BEGIN Input material

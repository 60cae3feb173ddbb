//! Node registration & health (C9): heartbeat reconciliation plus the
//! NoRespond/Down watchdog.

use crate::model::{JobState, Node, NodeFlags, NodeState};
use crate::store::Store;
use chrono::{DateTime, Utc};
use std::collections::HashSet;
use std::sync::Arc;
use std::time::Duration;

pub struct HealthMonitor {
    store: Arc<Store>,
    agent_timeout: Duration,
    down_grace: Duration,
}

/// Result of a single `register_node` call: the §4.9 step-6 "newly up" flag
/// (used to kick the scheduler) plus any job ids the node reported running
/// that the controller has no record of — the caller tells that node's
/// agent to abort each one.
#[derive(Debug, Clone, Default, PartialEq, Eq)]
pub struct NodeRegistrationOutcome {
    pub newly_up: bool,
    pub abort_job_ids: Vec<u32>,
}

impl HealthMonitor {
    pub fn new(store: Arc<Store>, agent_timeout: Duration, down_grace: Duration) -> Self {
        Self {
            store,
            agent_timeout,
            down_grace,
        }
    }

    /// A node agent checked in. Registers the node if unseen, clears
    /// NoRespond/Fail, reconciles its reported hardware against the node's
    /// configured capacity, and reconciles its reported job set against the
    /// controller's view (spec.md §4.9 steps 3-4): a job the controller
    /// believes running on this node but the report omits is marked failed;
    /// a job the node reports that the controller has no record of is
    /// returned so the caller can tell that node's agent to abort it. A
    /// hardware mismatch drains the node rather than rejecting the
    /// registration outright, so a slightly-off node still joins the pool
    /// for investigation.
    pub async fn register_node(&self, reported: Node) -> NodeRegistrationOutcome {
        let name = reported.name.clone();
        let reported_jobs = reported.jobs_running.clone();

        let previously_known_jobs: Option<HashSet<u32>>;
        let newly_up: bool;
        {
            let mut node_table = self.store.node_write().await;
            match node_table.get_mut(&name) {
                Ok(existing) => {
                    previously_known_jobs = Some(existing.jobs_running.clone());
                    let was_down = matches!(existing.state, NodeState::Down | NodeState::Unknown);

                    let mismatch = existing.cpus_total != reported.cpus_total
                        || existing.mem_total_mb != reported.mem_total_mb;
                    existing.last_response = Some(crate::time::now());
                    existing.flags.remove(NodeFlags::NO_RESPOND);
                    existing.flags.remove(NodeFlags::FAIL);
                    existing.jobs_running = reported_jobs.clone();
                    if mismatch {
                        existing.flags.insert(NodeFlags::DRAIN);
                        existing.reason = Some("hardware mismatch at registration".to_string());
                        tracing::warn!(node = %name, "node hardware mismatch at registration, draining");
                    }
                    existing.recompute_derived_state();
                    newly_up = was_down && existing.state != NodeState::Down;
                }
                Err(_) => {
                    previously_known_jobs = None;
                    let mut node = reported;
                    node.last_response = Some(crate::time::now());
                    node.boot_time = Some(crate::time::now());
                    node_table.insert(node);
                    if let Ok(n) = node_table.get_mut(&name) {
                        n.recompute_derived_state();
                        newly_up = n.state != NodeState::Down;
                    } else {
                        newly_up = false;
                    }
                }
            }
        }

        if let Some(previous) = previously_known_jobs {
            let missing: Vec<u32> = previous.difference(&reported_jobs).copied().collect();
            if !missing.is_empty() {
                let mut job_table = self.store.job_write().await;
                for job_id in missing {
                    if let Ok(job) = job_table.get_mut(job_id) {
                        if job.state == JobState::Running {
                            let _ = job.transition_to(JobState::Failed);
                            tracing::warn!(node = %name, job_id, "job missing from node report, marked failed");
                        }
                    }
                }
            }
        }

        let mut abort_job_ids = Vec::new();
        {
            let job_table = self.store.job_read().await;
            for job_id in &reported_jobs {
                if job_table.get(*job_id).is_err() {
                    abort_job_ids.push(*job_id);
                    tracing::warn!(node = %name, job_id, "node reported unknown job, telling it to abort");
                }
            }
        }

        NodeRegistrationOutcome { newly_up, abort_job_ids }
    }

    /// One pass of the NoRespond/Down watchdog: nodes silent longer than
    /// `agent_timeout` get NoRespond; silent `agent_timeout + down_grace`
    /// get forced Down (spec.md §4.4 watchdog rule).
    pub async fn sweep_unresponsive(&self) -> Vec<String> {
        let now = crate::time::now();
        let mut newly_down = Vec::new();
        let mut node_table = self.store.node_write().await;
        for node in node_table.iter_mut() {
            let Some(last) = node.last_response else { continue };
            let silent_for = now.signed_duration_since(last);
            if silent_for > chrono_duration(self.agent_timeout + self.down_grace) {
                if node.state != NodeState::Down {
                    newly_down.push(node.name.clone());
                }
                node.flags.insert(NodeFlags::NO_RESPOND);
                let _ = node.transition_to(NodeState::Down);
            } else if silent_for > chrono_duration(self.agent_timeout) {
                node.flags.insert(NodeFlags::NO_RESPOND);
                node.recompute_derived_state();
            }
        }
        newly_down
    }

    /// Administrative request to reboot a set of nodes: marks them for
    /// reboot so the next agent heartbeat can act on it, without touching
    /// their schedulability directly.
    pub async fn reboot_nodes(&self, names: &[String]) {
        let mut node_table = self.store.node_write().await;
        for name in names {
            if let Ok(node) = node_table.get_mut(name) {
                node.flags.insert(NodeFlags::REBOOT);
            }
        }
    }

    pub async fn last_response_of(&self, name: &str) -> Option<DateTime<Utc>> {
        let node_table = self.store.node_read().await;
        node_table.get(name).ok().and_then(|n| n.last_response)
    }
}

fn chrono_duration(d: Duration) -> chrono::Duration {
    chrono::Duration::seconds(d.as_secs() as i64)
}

END Input material

Work order: Lines wanted from the listing above: the line with "newly_up = false;" up to and including the line with "let job_table = self.store.job_read().await;". Please write them out exactly, adding nothing else.

Solution to the problem:
                        newly_up = false;
                    }
                }
            }
        }

        if let Some(previous) = previously_known_jobs {
            let missing: Vec<u32> = previous.difference(&reported_jobs).copied().collect();
            if !missing.is_empty() {
                let mut job_table = self.store.job_write().await;
                for job_id in missing {
                    if let Ok(job) = job_table.get_mut(job_id) {
                        if job.state == JobState::Running {
                            let _ = job.transition_to(JobState::Failed);
                            tracing::warn!(node = %name, job_id, "job missing from node report, marked failed");
                        }
                    }
                }
            }
        }

        let mut abort_job_ids = Vec::new();
        {
            let job_table = self.store.job_read().await;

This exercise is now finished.